* Available records
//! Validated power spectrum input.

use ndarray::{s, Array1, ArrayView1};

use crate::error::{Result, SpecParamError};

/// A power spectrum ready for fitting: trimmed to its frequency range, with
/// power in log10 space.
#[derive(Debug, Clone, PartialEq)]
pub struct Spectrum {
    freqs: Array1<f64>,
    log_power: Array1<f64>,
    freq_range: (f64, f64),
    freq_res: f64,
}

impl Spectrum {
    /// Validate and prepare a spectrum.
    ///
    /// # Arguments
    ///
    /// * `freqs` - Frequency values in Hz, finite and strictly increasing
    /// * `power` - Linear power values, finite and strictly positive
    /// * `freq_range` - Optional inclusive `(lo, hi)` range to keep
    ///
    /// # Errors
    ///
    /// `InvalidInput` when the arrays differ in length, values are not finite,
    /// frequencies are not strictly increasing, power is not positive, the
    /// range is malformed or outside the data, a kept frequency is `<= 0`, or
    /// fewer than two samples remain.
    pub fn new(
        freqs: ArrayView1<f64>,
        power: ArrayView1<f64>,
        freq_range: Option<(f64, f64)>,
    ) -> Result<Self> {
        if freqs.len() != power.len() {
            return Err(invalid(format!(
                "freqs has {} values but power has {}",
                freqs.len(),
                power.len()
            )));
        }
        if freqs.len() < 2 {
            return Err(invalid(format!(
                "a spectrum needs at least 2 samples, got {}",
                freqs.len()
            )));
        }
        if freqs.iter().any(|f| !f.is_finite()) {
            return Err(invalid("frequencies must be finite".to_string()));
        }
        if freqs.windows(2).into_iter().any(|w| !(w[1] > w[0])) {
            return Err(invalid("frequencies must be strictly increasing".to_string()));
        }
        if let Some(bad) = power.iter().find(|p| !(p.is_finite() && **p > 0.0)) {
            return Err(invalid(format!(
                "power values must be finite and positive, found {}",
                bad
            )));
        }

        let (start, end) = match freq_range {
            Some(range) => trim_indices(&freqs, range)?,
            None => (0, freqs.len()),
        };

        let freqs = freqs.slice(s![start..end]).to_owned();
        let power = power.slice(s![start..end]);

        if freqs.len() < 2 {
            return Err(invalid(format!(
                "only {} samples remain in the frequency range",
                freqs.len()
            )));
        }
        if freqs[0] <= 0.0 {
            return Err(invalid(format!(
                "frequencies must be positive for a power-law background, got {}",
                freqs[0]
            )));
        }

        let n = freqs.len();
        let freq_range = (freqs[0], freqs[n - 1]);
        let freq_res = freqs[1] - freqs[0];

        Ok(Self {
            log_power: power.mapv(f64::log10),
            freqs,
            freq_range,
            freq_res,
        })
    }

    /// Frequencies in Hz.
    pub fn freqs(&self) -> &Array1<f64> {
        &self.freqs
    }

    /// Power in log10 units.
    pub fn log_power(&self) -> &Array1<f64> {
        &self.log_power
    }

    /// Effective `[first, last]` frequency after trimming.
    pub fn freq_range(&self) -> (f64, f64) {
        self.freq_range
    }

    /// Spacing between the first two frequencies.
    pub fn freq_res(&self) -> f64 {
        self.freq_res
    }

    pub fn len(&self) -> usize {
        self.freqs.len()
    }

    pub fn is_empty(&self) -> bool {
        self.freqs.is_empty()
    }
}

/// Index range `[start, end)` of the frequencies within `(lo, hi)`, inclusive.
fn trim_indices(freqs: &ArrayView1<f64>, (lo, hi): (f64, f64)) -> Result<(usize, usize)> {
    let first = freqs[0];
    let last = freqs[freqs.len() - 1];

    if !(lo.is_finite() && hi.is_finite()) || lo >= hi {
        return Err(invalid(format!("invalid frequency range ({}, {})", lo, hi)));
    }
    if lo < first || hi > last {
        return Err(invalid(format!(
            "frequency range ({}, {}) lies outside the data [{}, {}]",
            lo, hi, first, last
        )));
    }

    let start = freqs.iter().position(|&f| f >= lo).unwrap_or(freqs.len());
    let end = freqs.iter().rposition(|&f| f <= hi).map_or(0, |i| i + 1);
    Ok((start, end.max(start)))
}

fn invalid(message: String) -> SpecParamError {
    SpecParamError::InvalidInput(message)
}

* Task to complete
Whenever "remain" occurs in a line above, copy that line.

* Result
    /// fewer than two samples remain.
                "only {} samples remain in the frequency range",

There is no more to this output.